Но сначала он должен поговорить обстоятельно, вы­сказать свои разные суждения о жизни. Приняв послед­нюю, налитую до краешков, сладкую, как и самая первая,— у него получается всегда ровно пять рюмочек,— он аккуратно доедает хлеб и селедку, выжидает минуту-другую, чтобы ощутить полное тепло и сытость в желудке, затем начинает, задумчиво улыбнувшись, водянисто, сожалеючи глядя на Русика:

— Возьмем, к примеру, море. Что есть данный предмет при ближайшем рассмотрении? Вода. К тому, заметь, соле­ная. Какой человек может находиться на море?

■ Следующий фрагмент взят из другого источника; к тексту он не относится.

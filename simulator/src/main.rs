use std::path::PathBuf;

use anyhow::Context;
use clap::Parser;
use climate_node_common::{NodeConfig, NodeParts, Scheduler, TelemetryNode};
use log::info;

mod hardware;
mod http;

use hardware::{ConsoleLed, HostNetwork, ProcessClock, SimulatedDht, SystemClock, ThreadDelay};
use http::UreqTransport;

/// Runs the climate node pipeline on a desktop against a real collector.
#[derive(Parser, Debug)]
#[command(author, version, about)]
struct Args {
    /// JSON configuration file; missing keys keep their defaults.
    #[arg(long)]
    config: Option<PathBuf>,

    /// Collector URL, e.g. http://127.0.0.1:5000/data
    #[arg(long)]
    endpoint: Option<String>,

    #[arg(long)]
    device_id: Option<String>,

    /// Seconds between two readings.
    #[arg(long)]
    interval_secs: Option<u32>,

    /// Stop after this many cycles instead of running forever.
    #[arg(long)]
    cycles: Option<u64>,

    /// Make every n-th sensor read fail.
    #[arg(long, default_value_t = 0)]
    fault_every: u32,

    /// Add the computed severity to every reading.
    #[arg(long)]
    include_severity: bool,
}

type SimNode =
    TelemetryNode<HostNetwork, SimulatedDht, SystemClock, UreqTransport, ConsoleLed, ThreadDelay>;

/// The node and the loop driving it.
struct App {
    node: SimNode,
    scheduler: Scheduler<ProcessClock, ThreadDelay>,
}

impl App {
    fn new(config: &NodeConfig, fault_every: u32) -> Self {
        let node = TelemetryNode::new(
            config,
            NodeParts {
                radio: HostNetwork,
                sensor: SimulatedDht::new(fault_every),
                clock: SystemClock,
                transport: UreqTransport::new(config.http_timeout()),
                led: ConsoleLed,
                delay: ThreadDelay,
            },
        );
        let scheduler = Scheduler::new(
            ProcessClock::new(),
            ThreadDelay,
            config.interval_ms,
            config.poll_interval_ms,
        );

        Self { node, scheduler }
    }

    fn run(mut self, cycles: Option<u64>) {
        let Some(cycles) = cycles else {
            self.scheduler.run(&mut self.node)
        };

        if cycles == 0 {
            return;
        }
        let last = self
            .scheduler
            .run_until(&mut self.node, |report| report.sequence >= cycles);
        info!(
            "{} stopped after cycle {}: {}",
            self.node.device_id(),
            last.sequence,
            self.node.stats()
        );
    }
}

fn load_config(args: &Args) -> anyhow::Result<NodeConfig> {
    let mut config = match &args.config {
        Some(path) => {
            let json = std::fs::read_to_string(path)
                .with_context(|| format!("reading {}", path.display()))?;
            NodeConfig::from_json(&json).with_context(|| format!("parsing {}", path.display()))?
        }
        None => NodeConfig::default(),
    };

    config.apply_overrides(|key| std::env::var(key).ok())?;

    if let Some(endpoint) = &args.endpoint {
        config.endpoint = endpoint.clone();
    }
    if let Some(device_id) = &args.device_id {
        config.device_id = device_id.clone();
    }
    if let Some(secs) = args.interval_secs {
        config.interval_ms = secs
            .checked_mul(1_000)
            .context("--interval-secs is too large")?;
    }
    if args.include_severity {
        config.include_severity = true;
    }

    config.validate()?;
    Ok(config)
}

fn main() -> anyhow::Result<()> {
    env_logger::Builder::from_env(env_logger::Env::default().default_filter_or("info")).init();

    let args = Args::parse();
    let config = load_config(&args)?;

    info!("=== Climate node simulator ===");
    info!("Device: {}", config.device_id);
    info!("Collector: {}", config.endpoint);
    info!(
        "Interval: {:?}, HTTP timeout: {:?}",
        config.interval(),
        config.http_timeout()
    );

    App::new(&config, args.fault_every).run(args.cycles);
    Ok(())
}
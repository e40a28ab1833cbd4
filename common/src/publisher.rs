//! Delivery of telemetry to the collector.

use climate_node_model::{DeliveryOutcome, Payload};
use log::{debug, error, info, warn};

use crate::ports::HttpTransport;

/// Longest stretch of a response body that ends up in the log.
const MAX_LOGGED_BODY: usize = 256;

pub struct TelemetryPublisher<T> {
    transport: T,
    endpoint: String,
    include_severity: bool,
}

impl<T: HttpTransport> TelemetryPublisher<T> {
    pub fn new(transport: T, endpoint: impl Into<String>, include_severity: bool) -> Self {
        Self {
            transport,
            endpoint: endpoint.into(),
            include_severity,
        }
    }

    /// One POST, no retry. A payload that is not delivered is dropped.
    pub fn send(&mut self, payload: &Payload) -> DeliveryOutcome {
        let body = match payload.to_json(self.include_severity) {
            Ok(body) => body,
            Err(e) => {
                error!("Could not encode payload: {e}");
                return DeliveryOutcome::TransportFailed;
            }
        };

        info!(
            "-> POST {} {:?} from {} ({} bytes)",
            self.endpoint,
            payload.kind(),
            payload.device_id(),
            body.len()
        );
        debug!("{}", String::from_utf8_lossy(&body));

        match self.transport.post_json(&self.endpoint, &body) {
            Ok(response) => {
                let outcome = DeliveryOutcome::from_status(response.status);
                info!(
                    "<- {} {:?}",
                    response.status,
                    truncate(&response.body, MAX_LOGGED_BODY)
                );
                if outcome != DeliveryOutcome::Delivered {
                    warn!("Collector rejected the payload");
                }
                outcome
            }
            Err(e) => {
                warn!("POST failed: {e}");
                DeliveryOutcome::TransportFailed
            }
        }
    }
}

fn truncate(text: &str, max: usize) -> &str {
    if text.len() <= max {
        return text;
    }
    let mut end = max;
    while !text.is_char_boundary(end) {
        end -= 1;
    }
    &text[..end]
}

#[cfg(test)]
mod tests {
    use super::*;
    use crate::ports::{HttpResponse, TransportError};
    use climate_node_model::{ErrorEvent, Reading, Thresholds};

    struct Canned {
        reply: Option<u16>,
        sent: Vec<(String, Vec<u8>)>,
    }

    impl HttpTransport for Canned {
        fn post_json(&mut self, url: &str, body: &[u8]) -> Result<HttpResponse, TransportError> {
            self.sent.push((url.to_string(), body.to_vec()));
            match self.reply {
                Some(status) => Ok(HttpResponse {
                    status,
                    body: r#"{"status":"success"}"#.into(),
                }),
                None => Err(TransportError::Timeout),
            }
        }
    }

    fn publisher(reply: Option<u16>) -> TelemetryPublisher<Canned> {
        TelemetryPublisher::new(
            Canned {
                reply,
                sent: Vec::new(),
            },
            "http://collector.local:5000/data",
            false,
        )
    }

    fn reading() -> Payload {
        Reading::classified(25.5, 60.2, None, "node-7", &Thresholds::default()).into()
    }

    #[test]
    fn outcome_follows_status_code() {
        for (status, expected) in [
            (200, DeliveryOutcome::Delivered),
            (201, DeliveryOutcome::Delivered),
            (400, DeliveryOutcome::ServerRejected),
            (500, DeliveryOutcome::ServerRejected),
        ] {
            assert_eq!(publisher(Some(status)).send(&reading()), expected);
        }
    }

    #[test]
    fn no_response_is_a_transport_failure() {
        assert_eq!(
            publisher(None).send(&reading()),
            DeliveryOutcome::TransportFailed
        );
    }

    #[test]
    fn exactly_one_attempt_per_send() {
        let mut publisher = publisher(Some(503));
        publisher.send(&reading());
        assert_eq!(publisher.transport.sent.len(), 1);

        let (url, body) = &publisher.transport.sent[0];
        assert_eq!(url, "http://collector.local:5000/data");
        assert_eq!(
            body.as_slice(),
            br#"{"temperatura":25.5,"umidade":60.2,"device_id":"node-7"}"#
        );
    }

    #[test]
    fn error_events_go_to_the_same_endpoint() {
        let mut publisher = publisher(Some(201));
        let event = ErrorEvent::sensor_fault("DHT11 read failed", "node-7", None);
        assert_eq!(publisher.send(&event.into()), DeliveryOutcome::Delivered);

        let value: serde_json::Value =
            serde_json::from_slice(&publisher.transport.sent[0].1).unwrap();
        assert_eq!(value["status"], "erro_sensor");
    }

    #[test]
    fn truncation_respects_char_boundaries() {
        assert_eq!(truncate("abc", 8), "abc");
        assert_eq!(truncate("temperatura média", 14), "temperatura m");
    }
}
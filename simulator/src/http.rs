use std::time::Duration;

use climate_node_common::{HttpResponse, HttpTransport, TransportError};

/// Delivery over `ureq`, with one timeout covering connect, send and receive.
pub struct UreqTransport {
    agent: ureq::Agent,
}

impl UreqTransport {
    pub fn new(timeout: Duration) -> Self {
        Self {
            // One POST per cycle: a 3xx is reported, never followed.
            agent: ureq::AgentBuilder::new()
                .timeout(timeout)
                .redirects(0)
                .build(),
        }
    }
}

impl HttpTransport for UreqTransport {
    fn post_json(&mut self, url: &str, body: &[u8]) -> Result<HttpResponse, TransportError> {
        let result = self
            .agent
            .post(url)
            .set("Content-Type", "application/json")
            .send_bytes(body);

        match result {
            Ok(response) => {
                let status = response.status();
                Ok(HttpResponse {
                    status,
                    body: response.into_string().unwrap_or_default(),
                })
            }
            Err(ureq::Error::Status(status, response)) => Ok(HttpResponse {
                status,
                body: response.into_string().unwrap_or_default(),
            }),
            Err(ureq::Error::Transport(transport)) => Err(match transport.kind() {
                ureq::ErrorKind::Dns => TransportError::Dns(url.to_string()),
                ureq::ErrorKind::ConnectionFailed => TransportError::Connect(transport.to_string()),
                ureq::ErrorKind::Io if transport.to_string().contains("timed out") => {
                    TransportError::Timeout
                }
                _ => TransportError::Io(transport.to_string()),
            }),
        }
    }
}

#[cfg(test)]
mod tests {
    use super::*;
    use std::io::{Read, Write};
    use std::net::TcpListener;
    use std::sync::{Arc, Mutex};

    /// A collector on a free loopback port. Every request line it sees is
    /// recorded; each connection gets `reply` as status line plus `headers`.
    fn collector(reply: &'static str, headers: &'static str) -> (String, Arc<Mutex<Vec<String>>>) {
        let listener = TcpListener::bind("127.0.0.1:0").unwrap();
        let url = format!("http://{}/data", listener.local_addr().unwrap());
        let seen = Arc::new(Mutex::new(Vec::new()));

        let log = seen.clone();
        std::thread::spawn(move || {
            for stream in listener.incoming() {
                let Ok(mut stream) = stream else { return };
                let request = read_request(&mut stream);
                log.lock()
                    .unwrap()
                    .push(request.lines().next().unwrap_or_default().to_string());

                let body = "ok";
                let response = format!(
                    "HTTP/1.1 {reply}\r\n{headers}Content-Length: {}\r\nConnection: close\r\n\r\n{body}",
                    body.len()
                );
                let _ = stream.write_all(response.as_bytes());
            }
        });

        (url, seen)
    }

    fn read_request(stream: &mut std::net::TcpStream) -> String {
        let mut data = Vec::new();
        let mut chunk = [0u8; 1024];
        loop {
            let n = stream.read(&mut chunk).unwrap_or(0);
            if n == 0 {
                break;
            }
            data.extend_from_slice(&chunk[..n]);

            let text = String::from_utf8_lossy(&data);
            if let Some(head_end) = text.find("\r\n\r\n") {
                let content_length = text[..head_end]
                    .lines()
                    .find_map(|line| {
                        let (name, value) = line.split_once(':')?;
                        name.eq_ignore_ascii_case("content-length")
                            .then(|| value.trim().parse::<usize>().ok())
                            .flatten()
                    })
                    .unwrap_or(0);
                if data.len() >= head_end + 4 + content_length {
                    break;
                }
            }
        }
        String::from_utf8_lossy(&data).into_owned()
    }

    #[test]
    fn redirect_is_reported_not_followed() {
        let (url, seen) = collector("302 Found", "Location: /elsewhere\r\n");
        let mut transport = UreqTransport::new(Duration::from_secs(2));

        let response = transport.post_json(&url, br#"{"temperatura":20.0}"#).unwrap();

        assert_eq!(response.status, 302);
        assert_eq!(*seen.lock().unwrap(), ["POST /data HTTP/1.1"]);
    }

    #[test]
    fn server_error_comes_back_as_a_response() {
        let (url, seen) = collector("500 Internal Server Error", "");
        let mut transport = UreqTransport::new(Duration::from_secs(2));

        let response = transport.post_json(&url, b"{}").unwrap();

        assert_eq!(response.status, 500);
        assert_eq!(response.body, "ok");
        assert_eq!(seen.lock().unwrap().len(), 1);
    }

    #[test]
    fn accepted_post_is_a_200() {
        let (url, _) = collector("200 OK", "Content-Type: text/plain\r\n");
        let mut transport = UreqTransport::new(Duration::from_secs(2));

        let response = transport.post_json(&url, b"{}").unwrap();

        assert_eq!(response.status, 200);
    }

    #[test]
    fn unreachable_collector_is_a_transport_error() {
        let port = TcpListener::bind("127.0.0.1:0")
            .unwrap()
            .local_addr()
            .unwrap()
            .port();
        // Listener dropped: nothing accepts on this port any more.
        let mut transport = UreqTransport::new(Duration::from_millis(500));

        let result = transport.post_json(&format!("http://127.0.0.1:{port}/data"), b"{}");

        assert!(matches!(result, Err(TransportError::Connect(_))));
    }
}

Правильно думаешь: как та же вода — куда ветер подует, туда и бежит. Иной принцип — воздух здешний полезный. Я, к примеру, из России, имею заболевание — бронхиальная астма. Лечусь успешно. А чтобы свою профессию, заметь, очень даже ценную по теперешним зажиточным временам, переменить — мысли такой мелкой не завожу. Человек по земле, которая не качается, должон ходить, дело крепко в руках держать. Надежное дело — зажиток. Зажиток — уважение, почет в обществе. К примеру, Мать наша Машенька, женщина на вид симпатичная, молодая, почему за меня пошла? Я ить квартировал, как любой-каждый, приехавший поправить пошатнувшееся на севере здоровье. Конешно, обходительный я, грамотный, любезный. Но это, заметь себе, вторая сторона человека. Первая — непьющий, дело крепко в руках держу. Копейку считать умею. Домой являюсь в определенный час. Да ей эти, которые по морям-океанам шастают, заграничные рестораны посещают, а до­мой в пароходной робе на четырех лапах добираются, — надоели ей эти. Женщина какое существо? Ей обстоятель­ность по нраву, чтоб мужик возле нее сидел, хозяин строгой нужон. Как сейчас помню, прибрел твой матрос первого класса, меня приметил, кричит: «Кто? Может, вместо меня квартирует старикашка?» — «Хотя бы», — смело отвечает...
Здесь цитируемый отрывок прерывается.